Because the surgery removes or disconnects the upper motor neurons from one side of the brain that are responsible for approximately 90% of intentional movement on the opposite side of the body, the child is left with hemiparesis – a severe weakness – of the opposite side of the body. Existing connections to the motor neurons of the remaining part of the brain, however, make it possible for the child to recover some movement, including the ability to walk and use the affected hand as an assist or for some bimanual activities. Although fine motor of the hand will be severely impaired, the child should be able to move the affected shoulder and upper arm. Some finger movement, especially closing of the hands, can occur with therapy.

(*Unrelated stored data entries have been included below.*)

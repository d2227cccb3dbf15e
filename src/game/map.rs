//! Static map: tile grid, player zones, and the route table

use std::ops::RangeInclusive;

use crate::ws::protocol::PlayerId;

/// Edge length of one tile in pixels
pub const TILE_SIZE: f64 = 32.0;
pub const GRID_ROWS: usize = 16;
pub const GRID_COLS: usize = 40;

/// Columns player A may build in
pub const PLAYER_A_ZONE: RangeInclusive<usize> = 0..=19;
/// Columns player B may build in
pub const PLAYER_B_ZONE: RangeInclusive<usize> = 20..=39;

const RIVER_COLS: RangeInclusive<usize> = 19..=20;
const LAKE_ROWS: RangeInclusive<usize> = 10..=11;
const LAKE_COLS: RangeInclusive<usize> = 8..=10;

/// Base-defense tower tiles (row, col)
const CASTLE_TILE_A: (usize, usize) = (6, 1);
const CASTLE_TILE_B: (usize, usize) = (6, 38);

/// Route waypoints as (row, col), written from A's base to B's base
const ROUTES: [(u32, &[(usize, usize)]); 3] = [
    (1, &[(8, 0), (8, 3), (3, 3), (3, 36), (8, 36), (8, 39)]),
    (2, &[(8, 0), (8, 39)]),
    (3, &[(8, 0), (8, 3), (13, 3), (13, 36), (8, 36), (8, 39)]),
];

/// Terrain of a single tile
#[derive(Debug, Clone, Copy, PartialEq, Eq)]
pub enum TileKind {
    Grass,
    Path,
    Water,
}

/// Column range a player may build in
pub fn zone_for(player: PlayerId) -> RangeInclusive<usize> {
    match player {
        PlayerId::A => PLAYER_A_ZONE,
        PlayerId::B => PLAYER_B_ZONE,
    }
}

/// Pixel centre of a tile
pub fn tile_center(row: usize, col: usize) -> (f64, f64) {
    (
        col as f64 * TILE_SIZE + TILE_SIZE / 2.0,
        row as f64 * TILE_SIZE + TILE_SIZE / 2.0,
    )
}

/// Pixel centre of a player's castle
pub fn castle_position(player: PlayerId) -> (f64, f64) {
    let (row, col) = match player {
        PlayerId::A => CASTLE_TILE_A,
        PlayerId::B => CASTLE_TILE_B,
    };
    tile_center(row, col)
}

/// Tile waypoints for a route, or `None` if the route is unknown
pub fn route_waypoints(route: u32) -> Option<&'static [(usize, usize)]> {
    ROUTES
        .iter()
        .find(|(id, _)| *id == route)
        .map(|(_, waypoints)| *waypoints)
}

pub fn is_known_route(route: u32) -> bool {
    route_waypoints(route).is_some()
}

/// Pixel polyline a unit owned by `player` follows on `route`.
///
/// A's units walk toward B's base (left to right); B's units walk the
/// same tiles in reverse.
pub fn route_path(route: u32, player: PlayerId) -> Option<Vec<(f64, f64)>> {
    let waypoints = route_waypoints(route)?;
    let mut path: Vec<(f64, f64)> = waypoints
        .iter()
        .map(|&(row, col)| tile_center(row, col))
        .collect();
    if player == PlayerId::B {
        path.reverse();
    }
    Some(path)
}

/// The fixed tile layout every match is played on
pub fn standard_layout() -> Vec<Vec<TileKind>> {
    let mut tiles = vec![vec![TileKind::Grass; GRID_COLS]; GRID_ROWS];

    for row in tiles.iter_mut() {
        for col in RIVER_COLS {
            row[col] = TileKind::Water;
        }
    }
    for row in LAKE_ROWS {
        for col in LAKE_COLS {
            tiles[row][col] = TileKind::Water;
        }
    }

    // Paths are carved last so route crossings over the river become bridges
    for (_, waypoints) in ROUTES.iter() {
        for segment in waypoints.windows(2) {
            let (r0, c0) = segment[0];
            let (r1, c1) = segment[1];
            if r0 == r1 {
                for col in c0.min(c1)..=c0.max(c1) {
                    tiles[r0][col] = TileKind::Path;
                }
            } else {
                for row in r0.min(r1)..=r0.max(r1) {
                    tiles[row][c0] = TileKind::Path;
                }
            }
        }
    }

    tiles
}

#[cfg(test)]
mod tests {
    use super::*;

    #[test]
    fn routes_are_axis_aligned_and_in_bounds() {
        for (_, waypoints) in ROUTES.iter() {
            for segment in waypoints.windows(2) {
                let (r0, c0) = segment[0];
                let (r1, c1) = segment[1];
                assert!(r0 == r1 || c0 == c1);
            }
            for &(row, col) in waypoints.iter() {
                assert!(row < GRID_ROWS && col < GRID_COLS);
            }
        }
    }

    #[test]
    fn player_b_walks_routes_in_reverse() {
        let forward = route_path(1, PlayerId::A).unwrap();
        let mut backward = route_path(1, PlayerId::B).unwrap();
        backward.reverse();
        assert_eq!(forward, backward);
        assert_eq!(forward[0], tile_center(8, 0));
    }

    #[test]
    fn unknown_route_has_no_path() {
        assert!(route_path(0, PlayerId::A).is_none());
        assert!(route_path(9, PlayerId::B).is_none());
    }

    #[test]
    fn layout_has_bridges_river_and_lake() {
        let tiles = standard_layout();
        assert_eq!(tiles[3][19], TileKind::Path);
        assert_eq!(tiles[0][19], TileKind::Water);
        assert_eq!(tiles[10][9], TileKind::Water);
        assert_eq!(tiles[4][15], TileKind::Grass);
        assert_eq!(tiles[3][15], TileKind::Path);
    }

    #[test]
    fn zones_split_the_map() {
        assert!(zone_for(PlayerId::A).contains(&15));
        assert!(!zone_for(PlayerId::A).contains(&25));
        assert!(zone_for(PlayerId::B).contains(&25));
        assert_eq!(*PLAYER_B_ZONE.end(), GRID_COLS - 1);
    }
}
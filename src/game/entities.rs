//! Runtime simulation entities: units and towers

use crate::ws::protocol::PlayerId;

use super::stats::{TowerStats, UnitStats};

/// Distance behind the first waypoint where a unit appears
pub const SPAWN_OFFSET_PX: f64 = 32.0;

/// Ticks the shooting animation flag stays up after a shot
pub const SHOOT_ANIM_TICKS: u32 = 6;

/// Euclidean distance via `sqrt`, which IEEE 754 rounds exactly
pub fn distance(ax: f64, ay: f64, bx: f64, by: f64) -> f64 {
    let dx = bx - ax;
    let dy = by - ay;
    (dx * dx + dy * dy).sqrt()
}

/// A unit walking a route toward the opposing base
#[derive(Debug, Clone)]
pub struct SimUnit {
    pub entity_id: u32,
    pub player_id: PlayerId,
    pub x: f64,
    pub y: f64,
    pub is_active: bool,

    pub unit_type: String,
    pub health: f64,
    pub max_health: f64,
    /// Pixels per second
    pub speed: f64,
    pub path: Vec<(f64, f64)>,
    /// Index of the waypoint currently being walked toward
    pub current_path_index: usize,
    pub base_damage: u32,
    pub bounty: u32,

    pub spawn_tick: u32,
    pub spawned: bool,
    pub reached_base: bool,

    // Entry easing, consumed by renderers only
    pub spawn_offset: f64,
    pub ease_progress: f64,
}

impl SimUnit {
    pub fn new(
        entity_id: u32,
        player_id: PlayerId,
        unit_type: &str,
        stats: &UnitStats,
        path: Vec<(f64, f64)>,
        spawn_tick: u32,
    ) -> Self {
        let (x, y) = path.first().copied().unwrap_or((0.0, 0.0));
        Self {
            entity_id,
            player_id,
            x,
            y,
            is_active: false,
            unit_type: unit_type.to_string(),
            health: stats.health,
            max_health: stats.health,
            speed: stats.speed,
            path,
            current_path_index: 0,
            base_damage: stats.base_damage,
            bounty: stats.bounty,
            spawn_tick,
            spawned: false,
            reached_base: false,
            spawn_offset: SPAWN_OFFSET_PX,
            ease_progress: 0.0,
        }
    }

    /// Place the unit behind its first waypoint and activate it
    pub fn spawn(&mut self) {
        self.spawned = true;
        self.is_active = true;

        let (start_x, start_y) = match self.path.first() {
            Some(&p) => p,
            None => {
                // An empty path has nowhere to go
                self.reached_base = true;
                self.is_active = false;
                return;
            }
        };

        let (dir_x, dir_y) = match self.path.get(1) {
            Some(&(nx, ny)) => {
                let len = distance(start_x, start_y, nx, ny);
                if len > 0.0 {
                    ((nx - start_x) / len, (ny - start_y) / len)
                } else {
                    (0.0, 0.0)
                }
            }
            None => (0.0, 0.0),
        };

        self.x = start_x - dir_x * self.spawn_offset;
        self.y = start_y - dir_y * self.spawn_offset;
        self.current_path_index = 0;
        self.ease_progress = if self.spawn_offset > 0.0 { 0.0 } else { 1.0 };
    }

    /// Walk `speed * dt` pixels along the path, crossing as many waypoints as
    /// the distance allows. Returns true if the unit reached the base.
    pub fn advance(&mut self, dt: f64) -> bool {
        let step = self.speed * dt;
        let mut remaining = step;

        while remaining > 0.0 && self.current_path_index < self.path.len() {
            let (tx, ty) = self.path[self.current_path_index];
            let dist = distance(self.x, self.y, tx, ty);
            if dist <= remaining {
                self.x = tx;
                self.y = ty;
                remaining -= dist;
                self.current_path_index += 1;
            } else {
                self.x += (tx - self.x) / dist * remaining;
                self.y += (ty - self.y) / dist * remaining;
                remaining = 0.0;
            }
        }

        if self.ease_progress < 1.0 {
            self.ease_progress = (self.ease_progress + step / self.spawn_offset).min(1.0);
        }

        if self.current_path_index >= self.path.len() {
            self.reached_base = true;
            self.is_active = false;
            return true;
        }
        false
    }

    /// Apply damage, clamping at zero. Returns true if this hit was lethal.
    pub fn take_damage(&mut self, amount: f64) -> bool {
        if !self.is_active {
            return false;
        }
        self.health = (self.health - amount).max(0.0);
        if self.health <= 0.0 {
            self.is_active = false;
            return true;
        }
        false
    }
}

/// A stationary tower
#[derive(Debug, Clone)]
pub struct SimTower {
    pub entity_id: u32,
    pub player_id: PlayerId,
    pub x: f64,
    pub y: f64,
    pub is_active: bool,

    pub tower_type: String,
    pub level: u32,
    pub damage: f64,
    pub range_px: f64,
    pub cooldown_ticks: u32,
    pub current_cooldown: u32,
    pub last_shot_target: Option<u32>,
    pub shoot_anim_timer: u32,
}

impl SimTower {
    pub fn new(
        entity_id: u32,
        player_id: PlayerId,
        tower_type: &str,
        stats: &TowerStats,
        x: f64,
        y: f64,
        level: u32,
    ) -> Self {
        Self {
            entity_id,
            player_id,
            x,
            y,
            is_active: true,
            tower_type: tower_type.to_string(),
            level,
            damage: stats.damage_at(level),
            range_px: stats.range_px,
            cooldown_ticks: stats.cooldown_ticks,
            current_cooldown: 0,
            last_shot_target: None,
            shoot_anim_timer: 0,
        }
    }

    /// Count down timers; returns true when the tower may fire this tick
    pub fn tick_cooldown(&mut self) -> bool {
        self.current_cooldown = self.current_cooldown.saturating_sub(1);
        self.shoot_anim_timer = self.shoot_anim_timer.saturating_sub(1);
        self.current_cooldown == 0
    }

    /// Nearest in-range enemy among `candidates`, scanned in order.
    ///
    /// A strictly smaller distance is required to replace the current best,
    /// so equidistant units resolve to the one earliest in the list.
    pub fn select_target(&self, units: &[SimUnit], candidates: &[usize]) -> Option<usize> {
        let mut best: Option<(usize, f64)> = None;
        for &idx in candidates {
            let unit = &units[idx];
            if !unit.is_active || unit.player_id == self.player_id {
                continue;
            }
            let dist = distance(self.x, self.y, unit.x, unit.y);
            if dist > self.range_px {
                continue;
            }
            match best {
                Some((_, best_dist)) if dist >= best_dist => {}
                _ => best = Some((idx, dist)),
            }
        }
        best.map(|(idx, _)| idx)
    }

    /// Record a shot at `target_id` and restart the cooldown
    pub fn fire(&mut self, target_id: u32) {
        self.current_cooldown = self.cooldown_ticks;
        self.last_shot_target = Some(target_id);
        self.shoot_anim_timer = SHOOT_ANIM_TICKS;
    }
}

#[cfg(test)]
mod tests {
    use super::*;

    fn basic_unit(player: PlayerId, path: Vec<(f64, f64)>) -> SimUnit {
        let stats = UnitStats::for_type("basic").unwrap();
        SimUnit::new(1, player, "basic", &stats, path, 0)
    }

    #[test]
    fn spawn_starts_behind_first_waypoint() {
        let mut unit = basic_unit(PlayerId::A, vec![(100.0, 50.0), (200.0, 50.0)]);
        unit.spawn();
        assert!(unit.is_active);
        assert_eq!((unit.x, unit.y), (100.0 - SPAWN_OFFSET_PX, 50.0));
        assert_eq!(unit.ease_progress, 0.0);
    }

    #[test]
    fn advance_carries_leftover_distance_across_waypoints() {
        let mut unit = basic_unit(PlayerId::A, vec![(0.0, 0.0), (10.0, 0.0), (10.0, 10.0), (10.0, 100.0)]);
        unit.spawn_offset = 0.0;
        unit.spawn();
        unit.speed = 25.0;
        assert!(!unit.advance(1.0));
        assert_eq!(unit.current_path_index, 3);
        assert_eq!((unit.x, unit.y), (10.0, 15.0));
    }

    #[test]
    fn advance_past_last_waypoint_reaches_base() {
        let mut unit = basic_unit(PlayerId::B, vec![(0.0, 0.0), (5.0, 0.0)]);
        unit.spawn_offset = 0.0;
        unit.spawn();
        assert!(unit.advance(1.0));
        assert!(unit.reached_base);
        assert!(!unit.is_active);
    }

    #[test]
    fn damage_clamps_at_zero_and_reports_kill_once() {
        let mut unit = basic_unit(PlayerId::A, vec![(0.0, 0.0), (5.0, 0.0)]);
        unit.spawn();
        assert!(!unit.take_damage(30.0));
        assert!(unit.take_damage(30.0));
        assert_eq!(unit.health, 0.0);
        assert!(!unit.take_damage(30.0));
    }

    #[test]
    fn towers_ignore_friendly_units_and_break_ties_by_order() {
        let stats = TowerStats::for_type("standard").unwrap();
        let tower = SimTower::new(1, PlayerId::A, "standard", &stats, 0.0, 0.0, 1);

        let mut friendly = basic_unit(PlayerId::A, vec![(1.0, 0.0)]);
        friendly.spawn_offset = 0.0;
        friendly.spawn();
        let mut left = basic_unit(PlayerId::B, vec![(-50.0, 0.0)]);
        left.spawn_offset = 0.0;
        left.spawn();
        let mut right = basic_unit(PlayerId::B, vec![(50.0, 0.0)]);
        right.spawn_offset = 0.0;
        right.spawn();

        let units = vec![friendly, right, left];
        assert_eq!(tower.select_target(&units, &[0, 1, 2]), Some(1));
        assert_eq!(tower.select_target(&units, &[0, 2, 1]), Some(2));
        assert_eq!(tower.select_target(&units, &[0]), None);
    }
}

Children with hemiparesis often have difficulty maintaining balance due to weakness. Performing daily living tasks such as dressing, eating, grabbing objects, or using the bathroom can be difficult. 


Some children may have poor motor coordination, which often manifests as clumsiness and a general unawareness of the space their bodies occupy.

Fine motor function

As discussed above, hemispherectomy has a profound effect on the child’s ability to use the hand opposite the removed hemisphere. Isolating finger movement, turning the hand over (palm up), and holding the wrist at a proper angle is severely impaired, as is grasping and releasing objects. Some children after hemispherectomy do better switching to one-handed typing or dictation if the struggle of handwriting becomes too daunting.

Additionally, fine motor control in the otherwise unaffected hand can be impaired its connections to the affected hemisphere have been cut. This can cause poor handwriting or other fine motor challenges in the otherwise unaffected hand.

Frequent physical or occupational therapy is required to help develop these skills. Such therapy is most effective when it is initiated at an early age and may be needed throughout the educational experience.

Bimanual tasks should be encouraged in therapy sessions. These include activities that require using the affected hand as a stabilizer, an active/passive assist, or manipulator. Card games, arts and crafts, and other activities can be incorporated into therapy sessions to develop bimanual tasks.